▶ _Work to complete_
Exactly reproduce each entry, leaving out nothing.
——
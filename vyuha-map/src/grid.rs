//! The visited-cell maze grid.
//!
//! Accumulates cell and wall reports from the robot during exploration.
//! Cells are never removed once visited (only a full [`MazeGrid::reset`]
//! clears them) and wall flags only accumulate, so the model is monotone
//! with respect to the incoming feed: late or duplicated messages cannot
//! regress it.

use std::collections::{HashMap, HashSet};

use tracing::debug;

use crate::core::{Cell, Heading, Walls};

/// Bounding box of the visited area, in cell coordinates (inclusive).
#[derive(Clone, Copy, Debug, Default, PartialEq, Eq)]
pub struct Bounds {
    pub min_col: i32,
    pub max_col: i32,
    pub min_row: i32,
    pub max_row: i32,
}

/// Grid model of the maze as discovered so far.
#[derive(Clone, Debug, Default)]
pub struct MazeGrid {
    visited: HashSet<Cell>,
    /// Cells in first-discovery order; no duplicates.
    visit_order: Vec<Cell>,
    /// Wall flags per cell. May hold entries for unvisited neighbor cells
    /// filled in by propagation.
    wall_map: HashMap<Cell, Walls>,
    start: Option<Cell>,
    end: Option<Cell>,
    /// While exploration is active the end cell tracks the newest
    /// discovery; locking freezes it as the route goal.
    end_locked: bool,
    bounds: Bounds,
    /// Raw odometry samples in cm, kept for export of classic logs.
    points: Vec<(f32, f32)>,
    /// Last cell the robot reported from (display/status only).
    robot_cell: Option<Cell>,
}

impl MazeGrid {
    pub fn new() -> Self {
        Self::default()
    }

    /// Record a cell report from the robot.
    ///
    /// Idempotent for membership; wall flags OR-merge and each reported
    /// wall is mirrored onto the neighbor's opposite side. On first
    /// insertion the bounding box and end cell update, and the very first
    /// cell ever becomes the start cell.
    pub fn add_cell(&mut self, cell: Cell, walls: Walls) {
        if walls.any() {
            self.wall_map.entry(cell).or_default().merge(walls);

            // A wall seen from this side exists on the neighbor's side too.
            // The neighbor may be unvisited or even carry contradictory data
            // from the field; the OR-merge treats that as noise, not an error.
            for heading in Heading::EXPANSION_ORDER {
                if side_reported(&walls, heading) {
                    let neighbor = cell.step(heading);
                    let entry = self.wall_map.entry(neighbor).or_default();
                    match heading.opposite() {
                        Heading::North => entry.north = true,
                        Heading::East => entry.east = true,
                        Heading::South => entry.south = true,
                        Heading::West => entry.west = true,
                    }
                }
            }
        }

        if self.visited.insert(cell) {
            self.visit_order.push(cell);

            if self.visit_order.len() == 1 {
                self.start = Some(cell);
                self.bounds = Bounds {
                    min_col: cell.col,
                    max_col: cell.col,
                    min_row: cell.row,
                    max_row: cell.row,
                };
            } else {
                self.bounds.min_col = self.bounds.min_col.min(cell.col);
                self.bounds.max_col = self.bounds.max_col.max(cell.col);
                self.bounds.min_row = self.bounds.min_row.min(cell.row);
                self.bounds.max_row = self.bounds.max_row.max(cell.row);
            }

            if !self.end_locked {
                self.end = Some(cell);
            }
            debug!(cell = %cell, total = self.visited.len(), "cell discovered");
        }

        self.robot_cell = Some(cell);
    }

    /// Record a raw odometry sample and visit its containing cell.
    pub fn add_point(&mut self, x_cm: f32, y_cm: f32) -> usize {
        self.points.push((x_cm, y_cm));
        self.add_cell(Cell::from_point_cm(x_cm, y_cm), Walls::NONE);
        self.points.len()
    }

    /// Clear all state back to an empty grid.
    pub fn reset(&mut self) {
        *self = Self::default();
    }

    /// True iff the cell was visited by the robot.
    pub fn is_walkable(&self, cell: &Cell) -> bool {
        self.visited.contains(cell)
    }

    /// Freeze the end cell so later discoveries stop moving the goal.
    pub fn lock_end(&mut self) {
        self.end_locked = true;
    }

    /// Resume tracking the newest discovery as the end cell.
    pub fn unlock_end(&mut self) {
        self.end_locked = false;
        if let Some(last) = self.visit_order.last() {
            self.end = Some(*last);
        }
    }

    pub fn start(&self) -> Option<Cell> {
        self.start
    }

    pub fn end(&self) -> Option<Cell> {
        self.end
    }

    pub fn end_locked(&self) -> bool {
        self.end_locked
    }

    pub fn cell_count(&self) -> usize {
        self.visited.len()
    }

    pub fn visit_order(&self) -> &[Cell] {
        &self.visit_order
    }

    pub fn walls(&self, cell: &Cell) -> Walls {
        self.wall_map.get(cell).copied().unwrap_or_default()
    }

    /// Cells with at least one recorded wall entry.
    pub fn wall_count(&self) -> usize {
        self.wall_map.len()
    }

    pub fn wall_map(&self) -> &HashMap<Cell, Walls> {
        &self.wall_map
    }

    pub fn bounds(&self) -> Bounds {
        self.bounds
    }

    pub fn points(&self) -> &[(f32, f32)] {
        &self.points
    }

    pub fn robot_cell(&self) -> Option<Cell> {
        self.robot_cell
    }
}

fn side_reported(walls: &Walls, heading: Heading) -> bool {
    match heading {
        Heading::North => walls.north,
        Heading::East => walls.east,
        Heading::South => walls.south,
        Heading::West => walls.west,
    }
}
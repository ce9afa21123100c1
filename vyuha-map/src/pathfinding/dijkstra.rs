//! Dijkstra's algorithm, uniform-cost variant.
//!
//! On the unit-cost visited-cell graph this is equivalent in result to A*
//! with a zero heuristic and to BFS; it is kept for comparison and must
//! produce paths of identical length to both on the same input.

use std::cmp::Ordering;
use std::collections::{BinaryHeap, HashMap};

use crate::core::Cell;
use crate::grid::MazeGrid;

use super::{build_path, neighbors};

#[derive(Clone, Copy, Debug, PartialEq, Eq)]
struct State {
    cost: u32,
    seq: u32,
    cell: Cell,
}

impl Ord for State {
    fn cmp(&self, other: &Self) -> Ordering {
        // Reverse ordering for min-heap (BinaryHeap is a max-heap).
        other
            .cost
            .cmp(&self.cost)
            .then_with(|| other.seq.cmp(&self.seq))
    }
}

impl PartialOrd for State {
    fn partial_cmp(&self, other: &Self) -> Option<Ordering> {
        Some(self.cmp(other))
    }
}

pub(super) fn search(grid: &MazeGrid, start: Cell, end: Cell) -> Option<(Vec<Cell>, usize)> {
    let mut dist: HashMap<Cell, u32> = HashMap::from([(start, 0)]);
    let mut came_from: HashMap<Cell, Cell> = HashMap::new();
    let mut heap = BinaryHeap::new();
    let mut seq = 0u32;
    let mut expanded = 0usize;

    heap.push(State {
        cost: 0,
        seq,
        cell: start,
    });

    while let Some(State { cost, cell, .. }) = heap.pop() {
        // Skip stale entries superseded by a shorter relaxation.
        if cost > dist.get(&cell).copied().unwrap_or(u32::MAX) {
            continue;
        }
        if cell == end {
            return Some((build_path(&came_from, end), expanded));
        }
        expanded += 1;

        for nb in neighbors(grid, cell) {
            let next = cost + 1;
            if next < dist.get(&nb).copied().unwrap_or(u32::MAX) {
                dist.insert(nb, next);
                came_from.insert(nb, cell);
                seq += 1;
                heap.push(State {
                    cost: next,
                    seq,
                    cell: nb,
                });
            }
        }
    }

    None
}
——
▶ _Solution_
filename vyuha-map/src/grid.rs
//! The visited-cell maze grid.
//!
//! Accumulates cell and wall reports from the robot during exploration.
//! Cells are never removed once visited (only a full [`MazeGrid::reset`]
//! clears them) and wall flags only accumulate, so the model is monotone
//! with respect to the incoming feed: late or duplicated messages cannot
//! regress it.

use std::collections::{HashMap, HashSet};

use tracing::debug;

use crate::core::{Cell, Heading, Walls};

/// Bounding box of the visited area, in cell coordinates (inclusive).
#[derive(Clone, Copy, Debug, Default, PartialEq, Eq)]
pub struct Bounds {
    pub min_col: i32,
    pub max_col: i32,
    pub min_row: i32,
    pub max_row: i32,
}

/// Grid model of the maze as discovered so far.
#[derive(Clone, Debug, Default)]
pub struct MazeGrid {
    visited: HashSet<Cell>,
    /// Cells in first-discovery order; no duplicates.
    visit_order: Vec<Cell>,
    /// Wall flags per cell. May hold entries for unvisited neighbor cells
    /// filled in by propagation.
    wall_map: HashMap<Cell, Walls>,
    start: Option<Cell>,
    end: Option<Cell>,
    /// While exploration is active the end cell tracks the newest
    /// discovery; locking freezes it as the route goal.
    end_locked: bool,
    bounds: Bounds,
    /// Raw odometry samples in cm, kept for export of classic logs.
    points: Vec<(f32, f32)>,
    /// Last cell the robot reported from (display/status only).
    robot_cell: Option<Cell>,
}

impl MazeGrid {
    pub fn new() -> Self {
        Self::default()
    }

    /// Record a cell report from the robot.
    ///
    /// Idempotent for membership; wall flags OR-merge and each reported
    /// wall is mirrored onto the neighbor's opposite side. On first
    /// insertion the bounding box and end cell update, and the very first
    /// cell ever becomes the start cell.
    pub fn add_cell(&mut self, cell: Cell, walls: Walls) {
        if walls.any() {
            self.wall_map.entry(cell).or_default().merge(walls);

            // A wall seen from this side exists on the neighbor's side too.
            // The neighbor may be unvisited or even carry contradictory data
            // from the field; the OR-merge treats that as noise, not an error.
            for heading in Heading::EXPANSION_ORDER {
                if side_reported(&walls, heading) {
                    let neighbor = cell.step(heading);
                    let entry = self.wall_map.entry(neighbor).or_default();
                    match heading.opposite() {
                        Heading::North => entry.north = true,
                        Heading::East => entry.east = true,
                        Heading::South => entry.south = true,
                        Heading::West => entry.west = true,
                    }
                }
            }
        }

        if self.visited.insert(cell) {
            self.visit_order.push(cell);

            if self.visit_order.len() == 1 {
                self.start = Some(cell);
                self.bounds = Bounds {
                    min_col: cell.col,
                    max_col: cell.col,
                    min_row: cell.row,
                    max_row: cell.row,
                };
            } else {
                self.bounds.min_col = self.bounds.min_col.min(cell.col);
                self.bounds.max_col = self.bounds.max_col.max(cell.col);
                self.bounds.min_row = self.bounds.min_row.min(cell.row);
                self.bounds.max_row = self.bounds.max_row.max(cell.row);
            }

            if !self.end_locked {
                self.end = Some(cell);
            }
            debug!(cell = %cell, total = self.visited.len(), "cell discovered");
        }

        self.robot_cell = Some(cell);
    }

    /// Record a raw odometry sample and visit its containing cell.
    pub fn add_point(&mut self, x_cm: f32, y_cm: f32) -> usize {
        self.points.push((x_cm, y_cm));
        self.add_cell(Cell::from_point_cm(x_cm, y_cm), Walls::NONE);
        self.points.len()
    }

    /// Clear all state back to an empty grid.
    pub fn reset(&mut self) {
        *self = Self::default();
    }

    /// True iff the cell was visited by the robot.
    pub fn is_walkable(&self, cell: &Cell) -> bool {
        self.visited.contains(cell)
    }

    /// Freeze the end cell so later discoveries stop moving the goal.
    pub fn lock_end(&mut self) {
        self.end_locked = true;
    }

    /// Resume tracking the newest discovery as the end cell.
    pub fn unlock_end(&mut self) {
        self.end_locked = false;
        if let Some(last) = self.visit_order.last() {
            self.end = Some(*last);
        }
    }

    pub fn start(&self) -> Option<Cell> {
        self.start
    }

    pub fn end(&self) -> Option<Cell> {
        self.end
    }

    pub fn end_locked(&self) -> bool {
        self.end_locked
    }

    pub fn cell_count(&self) -> usize {
        self.visited.len()
    }

    pub fn visit_order(&self) -> &[Cell] {
        &self.visit_order
    }

    pub fn walls(&self, cell: &Cell) -> Walls {
        self.wall_map.get(cell).copied().unwrap_or_default()
    }

    /// Cells with at least one recorded wall entry.
    pub fn wall_count(&self) -> usize {
        self.wall_map.len()
    }

    pub fn wall_map(&self) -> &HashMap<Cell, Walls> {
        &self.wall_map
    }

    pub fn bounds(&self) -> Bounds {
        self.bounds
    }

    pub fn points(&self) -> &[(f32, f32)] {
        &self.points
    }

    pub fn robot_cell(&self) -> Option<Cell> {
        self.robot_cell
    }
}

fn side_reported(walls: &Walls, heading: Heading) -> bool {
    match heading {
        Heading::North => walls.north,
        Heading::East => walls.east,
        Heading::South => walls.south,
        Heading::West => walls.west,
    }
}
repository ce9afa21123100c1
filename vyuha-map/src/pathfinding/dijkstra.rs
//! Dijkstra's algorithm, uniform-cost variant.
//!
//! On the unit-cost visited-cell graph this is equivalent in result to A*
//! with a zero heuristic and to BFS; it is kept for comparison and must
//! produce paths of identical length to both on the same input.

use std::cmp::Ordering;
use std::collections::{BinaryHeap, HashMap};

use crate::core::Cell;
use crate::grid::MazeGrid;

use super::{build_path, neighbors};

#[derive(Clone, Copy, Debug, PartialEq, Eq)]
struct State {
    cost: u32,
    seq: u32,
    cell: Cell,
}

impl Ord for State {
    fn cmp(&self, other: &Self) -> Ordering {
        // Reverse ordering for min-heap (BinaryHeap is a max-heap).
        other
            .cost
            .cmp(&self.cost)
            .then_with(|| other.seq.cmp(&self.seq))
    }
}

impl PartialOrd for State {
    fn partial_cmp(&self, other: &Self) -> Option<Ordering> {
        Some(self.cmp(other))
    }
}

pub(super) fn search(grid: &MazeGrid, start: Cell, end: Cell) -> Option<(Vec<Cell>, usize)> {
    let mut dist: HashMap<Cell, u32> = HashMap::from([(start, 0)]);
    let mut came_from: HashMap<Cell, Cell> = HashMap::new();
    let mut heap = BinaryHeap::new();
    let mut seq = 0u32;
    let mut expanded = 0usize;

    heap.push(State {
        cost: 0,
        seq,
        cell: start,
    });

    while let Some(State { cost, cell, .. }) = heap.pop() {
        // Skip stale entries superseded by a shorter relaxation.
        if cost > dist.get(&cell).copied().unwrap_or(u32::MAX) {
            continue;
        }
        if cell == end {
            return Some((build_path(&came_from, end), expanded));
        }
        expanded += 1;

        for nb in neighbors(grid, cell) {
            let next = cost + 1;
            if next < dist.get(&nb).copied().unwrap_or(u32::MAX) {
                dist.insert(nb, next);
                came_from.insert(nb, cell);
                seq += 1;
                heap.push(State {
                    cost: next,
                    seq,
                    cell: nb,
                });
            }
        }
    }

    None
}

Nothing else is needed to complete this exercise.